Con Fernando Chamorro Alfaro, Estrada se opondría en 1863 a la reelección del presidente Tomás Martínez, quien les despojó de sus rangos militares. Luchaban, por tanto, contra el viejo amigo y compañero de armas defendiendo el principio republicano de la no-reelección. De su exilio en Costa Rica, se conserva un daguerrotipo suyo ––o única fotografía auténtica–– remitida desde Puntarenas a una señora de Nicaragua con la siguiente dedicatoria escrita al reverso: “A mi adorada Manuela Torrealba”. Pero Tata Lolo fue célibe. También de esos años datan siete cartas, dos de ellas significativas. En la del 23 de julio de 1866, suscrita en Santa Cruz, Guanacaste y dirigida a José Pasos   ––uno de sus amigos–– informó: Yo estoy haciendo aquí algún limpiecito para ver si puedo sembrar unas matas de tabaco.
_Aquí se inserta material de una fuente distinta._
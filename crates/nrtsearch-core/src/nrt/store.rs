//! NRT point store (primary side)
//!
//! Wraps the index engine and owns version assignment. All refreshes, whether
//! triggered by `writeNRTPoint` or the background scheduler, run through one
//! writer mutex so versions are assigned strictly in order and each manifest
//! delta is computed against a consistent previous point. Readers (latest point,
//! deltas, leases) only touch the retention list and never wait on the writer.

use super::retention::{PointLease, PointRetention};
use super::{Manifest, ManifestDelta, NrtPoint, Version};
use crate::engine::segment::write_atomic;
use crate::engine::{IndexEngine, PointSearcher};
use crate::{Error, Result};
use parking_lot::{Mutex, RwLock};
use serde::{Deserialize, Serialize};
use std::path::{Path, PathBuf};
use std::sync::Arc;
use std::sync::atomic::{AtomicBool, Ordering};

const POINT_PREFIX: &str = "point_";
const POINT_SUFFIX: &str = ".json";

/// Result of a refresh
#[derive(Debug, Clone)]
pub struct RefreshOutcome {
    /// Latest point after the refresh
    pub point: Arc<NrtPoint>,
    /// False when there was nothing new and the version did not advance
    pub did_refresh: bool,
    /// Files added and removed relative to the previous point
    pub delta: ManifestDelta,
}

/// What a replica at some version needs to reach the latest point
#[derive(Debug)]
pub enum DeltaOutcome {
    /// Replica already has the latest point
    UpToDate {
        /// Leased latest point
        latest: PointLease,
    },
    /// Replica's version is retained; only the delta is needed
    Delta {
        /// Leased latest point
        latest: PointLease,
        /// Files to fetch and drop
        delta: ManifestDelta,
    },
    /// Replica's version is unknown or pruned; it must take the whole manifest
    FullCopyRequired {
        /// Leased latest point
        latest: PointLease,
    },
}

impl DeltaOutcome {
    /// Lease on the target point
    pub fn latest(&self) -> &PointLease {
        match self {
            Self::UpToDate { latest }
            | Self::Delta { latest, .. }
            | Self::FullCopyRequired { latest } => latest,
        }
    }
}

/// Notified with each newly published point, inside the writer section
pub trait PointListener: Send + Sync {
    /// Called once per new version, in version order
    fn point_published(&self, point: &Arc<NrtPoint>, searcher: Arc<PointSearcher>);
}

/// Refresh counters
#[derive(Debug, Clone, Default, Serialize, Deserialize)]
pub struct StoreStats {
    /// Refreshes that published a new version
    pub refreshes: u64,
    /// Refreshes with nothing to publish
    pub noop_refreshes: u64,
    /// Refreshes that failed and published nothing
    pub failed_refreshes: u64,
    /// Points dropped from retention
    pub pruned_points: u64,
    /// Segment files deleted because no retained point referenced them
    pub removed_files: u64,
}

/// Versioned point store over an index engine
pub struct NrtPointStore {
    engine: Arc<dyn IndexEngine>,
    points_dir: PathBuf,
    writer: Mutex<()>,
    retention: PointRetention,
    listener: RwLock<Option<Arc<dyn PointListener>>>,
    stats: Mutex<StoreStats>,
    closed: AtomicBool,
}

impl NrtPointStore {
    /// Open the store under `data_dir`, resuming at the last persisted point.
    ///
    /// A fresh store starts at version 0 with an empty manifest. Segment files
    /// no retained point references are removed.
    pub fn open(
        engine: Arc<dyn IndexEngine>,
        data_dir: impl AsRef<Path>,
        retained_points: usize,
    ) -> Result<Self> {
        let points_dir = data_dir.as_ref().join("points");
        std::fs::create_dir_all(&points_dir)?;

        let mut persisted = load_points(&points_dir)?;
        let latest = match persisted.pop() {
            Some(point) => point,
            None => {
                let initial = NrtPoint::new(0, Manifest::empty());
                persist_point(&points_dir, &initial)?;
                initial
            }
        };
        engine.recover(&latest.manifest)?;

        let latest = Arc::new(latest);
        let retention = PointRetention::new(latest.clone(), retained_points);
        let keep_from = persisted
            .len()
            .saturating_sub(retained_points.saturating_sub(1));
        for (idx, point) in persisted.into_iter().enumerate() {
            let usable =
                idx >= keep_from && point.manifest.files().iter().all(|f| engine.has_segment(f));
            if usable {
                retention.insert(Arc::new(point));
            } else {
                remove_point_file(&points_dir, point.version);
            }
        }

        let store = Self {
            engine,
            points_dir,
            writer: Mutex::new(()),
            retention,
            listener: RwLock::new(None),
            stats: Mutex::new(StoreStats::default()),
            closed: AtomicBool::new(false),
        };
        store.remove_unreferenced()?;

        tracing::info!(
            "Opened NRT point store at version {} ({} files, {} retained points)",
            latest.version,
            latest.manifest.len(),
            store.retention.versions().len()
        );
        Ok(store)
    }

    /// Register the listener notified of new points
    pub fn set_listener(&self, listener: Arc<dyn PointListener>) {
        *self.listener.write() = Some(listener);
    }

    /// Underlying engine
    pub fn engine(&self) -> &Arc<dyn IndexEngine> {
        &self.engine
    }

    /// Commit pending mutations and publish the next version.
    ///
    /// Publishes nothing when the engine's file set is unchanged. On any
    /// failure the store stays at its previous version.
    pub fn refresh(&self) -> Result<RefreshOutcome> {
        let _writer = self.writer.lock();
        self.ensure_open()?;

        let previous = self.retention.latest();
        let outcome = match self.publish_next(&previous) {
            Ok(outcome) => outcome,
            Err(e) => {
                self.stats.lock().failed_refreshes += 1;
                tracing::warn!(
                    "Refresh failed, staying at version {}: {}",
                    previous.version,
                    e
                );
                return Err(e);
            }
        };

        if outcome.did_refresh {
            self.stats.lock().refreshes += 1;
            tracing::info!(
                "Published version {} (+{} / -{} files)",
                outcome.point.version,
                outcome.delta.added.len(),
                outcome.delta.removed.len()
            );
            if let Err(e) = self.prune_locked() {
                tracing::warn!("Pruning after version {} failed: {}", outcome.point.version, e);
            }
        } else {
            self.stats.lock().noop_refreshes += 1;
            tracing::debug!("Refresh found no changes at version {}", previous.version);
        }
        Ok(outcome)
    }

    fn publish_next(&self, previous: &Arc<NrtPoint>) -> Result<RefreshOutcome> {
        let info = self.engine.commit()?;
        let manifest = Manifest::new(info.files);
        if manifest == previous.manifest {
            return Ok(RefreshOutcome {
                point: previous.clone(),
                did_refresh: false,
                delta: ManifestDelta::default(),
            });
        }

        let delta = manifest.diff(&previous.manifest);
        let point = Arc::new(NrtPoint::new(previous.version + 1, manifest));
        let searcher = Arc::new(self.engine.open_point(&point.manifest)?);
        persist_point(&self.points_dir, &point)?;
        self.retention.insert(point.clone());

        let listener = self.listener.read().clone();
        if let Some(listener) = listener {
            listener.point_published(&point, searcher);
        }

        Ok(RefreshOutcome {
            point,
            did_refresh: true,
            delta,
        })
    }

    /// Most recently published point
    pub fn latest_point(&self) -> Arc<NrtPoint> {
        self.retention.latest()
    }

    /// Retained point by version
    pub fn point(&self, version: Version) -> Option<Arc<NrtPoint>> {
        self.retention.get(version)
    }

    /// Lease a retained point so its files survive pruning
    pub fn lease(&self, version: Version) -> Option<PointLease> {
        self.retention.lease(version)
    }

    /// Lease the latest point
    pub fn lease_latest(&self) -> PointLease {
        self.retention.lease_latest()
    }

    /// Retained versions, oldest first
    pub fn retained_versions(&self) -> Vec<Version> {
        self.retention.versions()
    }

    /// Work out what a replica at `since` needs to reach the latest point
    pub fn delta_since(&self, since: Option<Version>) -> DeltaOutcome {
        let latest = self.retention.lease_latest();
        let Some(since) = since else {
            return DeltaOutcome::FullCopyRequired { latest };
        };

        if since == latest.version() {
            return DeltaOutcome::UpToDate { latest };
        }
        if since > latest.version() {
            tracing::warn!(
                "Replica reports version {} ahead of latest {}; forcing full copy",
                since,
                latest.version()
            );
            return DeltaOutcome::FullCopyRequired { latest };
        }

        match self.retention.get(since) {
            Some(base) => {
                let delta = latest.point().manifest.diff(&base.manifest);
                DeltaOutcome::Delta { latest, delta }
            }
            None => {
                tracing::debug!(
                    "Version {} no longer retained (oldest {}); full copy required",
                    since,
                    self.retention.oldest_version()
                );
                DeltaOutcome::FullCopyRequired { latest }
            }
        }
    }

    /// Prune retention unless a refresh is in progress (it prunes itself)
    pub fn prune(&self) -> Result<usize> {
        let Some(_writer) = self.writer.try_lock() else {
            return Ok(0);
        };
        self.prune_locked()
    }

    fn prune_locked(&self) -> Result<usize> {
        let pruned = self.retention.prune();
        for point in &pruned {
            remove_point_file(&self.points_dir, point.version);
        }
        if !pruned.is_empty() {
            self.stats.lock().pruned_points += pruned.len() as u64;
            tracing::debug!(
                "Pruned {} points, oldest retained is now {}",
                pruned.len(),
                self.retention.oldest_version()
            );
        }
        self.remove_unreferenced()?;
        Ok(pruned.len())
    }

    fn remove_unreferenced(&self) -> Result<()> {
        let mut referenced = self.retention.referenced_files();
        referenced.extend(self.engine.live_files().into_iter().map(|f| f.name));

        let orphans: Vec<String> = self
            .engine
            .list_segments()?
            .into_iter()
            .filter(|name| !referenced.contains(name))
            .collect();
        if orphans.is_empty() {
            return Ok(());
        }

        tracing::debug!("Removing {} unreferenced segment files", orphans.len());
        self.engine.remove_segments(&orphans)?;
        self.stats.lock().removed_files += orphans.len() as u64;
        Ok(())
    }

    /// Outstanding leases on `version`
    pub fn lease_count(&self, version: Version) -> usize {
        self.retention.lease_count(version)
    }

    /// Refresh counters
    pub fn stats(&self) -> StoreStats {
        self.stats.lock().clone()
    }

    fn ensure_open(&self) -> Result<()> {
        if self.closed.load(Ordering::SeqCst) {
            return Err(Error::shutdown("NRT point store is closed"));
        }
        Ok(())
    }

    /// Refuse further refreshes; waits for an in-flight refresh to finish
    pub fn close(&self) {
        let _writer = self.writer.lock();
        self.closed.store(true, Ordering::SeqCst);
        self.listener.write().take();
    }
}

fn point_path(points_dir: &Path, version: Version) -> PathBuf {
    points_dir.join(format!("{POINT_PREFIX}{version:020}{POINT_SUFFIX}"))
}

fn persist_point(points_dir: &Path, point: &NrtPoint) -> Result<()> {
    let bytes = serde_json::to_vec_pretty(point)?;
    write_atomic(&point_path(points_dir, point.version), &bytes)
}

fn remove_point_file(points_dir: &Path, version: Version) {
    if let Err(e) = std::fs::remove_file(point_path(points_dir, version)) {
        if e.kind() != std::io::ErrorKind::NotFound {
            tracing::warn!("Failed to remove point {} manifest: {}", version, e);
        }
    }
}

/// Persisted points in ascending version order
fn load_points(points_dir: &Path) -> Result<Vec<NrtPoint>> {
    let mut points = Vec::new();
    for entry in std::fs::read_dir(points_dir)? {
        let entry = entry?;
        let name = entry.file_name().to_string_lossy().to_string();
        if !name.starts_with(POINT_PREFIX) || !name.ends_with(POINT_SUFFIX) {
            continue;
        }
        let bytes = std::fs::read(entry.path())?;
        match serde_json::from_slice::<NrtPoint>(&bytes) {
            Ok(point) => points.push(point),
            Err(e) => tracing::warn!("Ignoring unreadable point manifest {}: {}", name, e),
        }
    }
    points.sort_by_key(|p| p.version);
    Ok(points)
}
Como se ve, no opta por el extranjero arrimo oficial, ni se dedica a una parasitaria holganza, sino que busca un terreno donde sembrar para sostenerse con decoro e independencia.

Y en la carta del 14 de febrero de 1868, enviada a otro estimado amigo desde San José, dice: No había contestado su apreciable carta de fecha pasada por graves quebrantos no tanto de cuerpo como de espíritu. Me habla usted de mis amigos de Nicaragua y de cómo consintieron ellos en mi destierro. Amigos casi no me quedan allá y los dos o tres que me restan, hermanos los llamo yo, pues que ellos me mantienen las necesidades materiales, y con sacrificios también me mandan ilusiones para el alma. Y agrega: No crea yo que culpo a mi Patria por lo que me sucede; no; si tuviera ocasión haré lo que sea mi saber de patriota con la misma fe, sin la esperanza que me sea pagado. Yo sé prácticamente cual es el premio que se da a los que se sacrifican por la patria. // Gracias por tanta generosidad suya al enviarme los veinte pesos con que me favorece. Su obediente servidor, José Dolores Estrada.

La conmemoración de la acción bélica de San Jacinto y el culto cívico a Tata Lolo ––antes y después de su fallecimiento el 12 de agosto de 1869–– se entronizó en la conciencia del pueblo y de los gobiernos. El escritor Enrique Guzmán anotó: Con la muerte del Cincinato nicaragüense perdió la Nación el más valiente y abnegado de sus hijos, aludiendo a Cincinato, general y político romano, cónsul en 460 antes de Cristo que labraba el campo cuando llegó la Embajada del Senado para comunicarle que le había sido otorgado el poder; venció y volvió a empuñar el arado.

El gobierno de Fernando Guzmán, que le había nombrado Comandante en Jefe del Ejército, le tributó honrosos funerales y decretó el 4 de mayo de 1870 la compra de una lápida que llevaría esta inscripción: Al ilustre General José Dolores Estrada. La Patria agradecida. En el de Roberto Sacasa hizo lo mismo con un monumento en la capital a la memoria de todos los jefes, oficiales y soldados que tomaron parte en la Jornada de San Jacinto (Gaceta Oficial, año XXXI, núm. 18, 8 de mayo, 1893). En el de J. Santos Zelaya, uno de los barcos de nuestra marina de guerra fue bautizado San Jacinto. Y, para poner solamente un cuarto ejemplo, en 1917 ––durante la restauración conservadora–– se instauró la Jura de la Bandera, ocupando Estrada la figura central.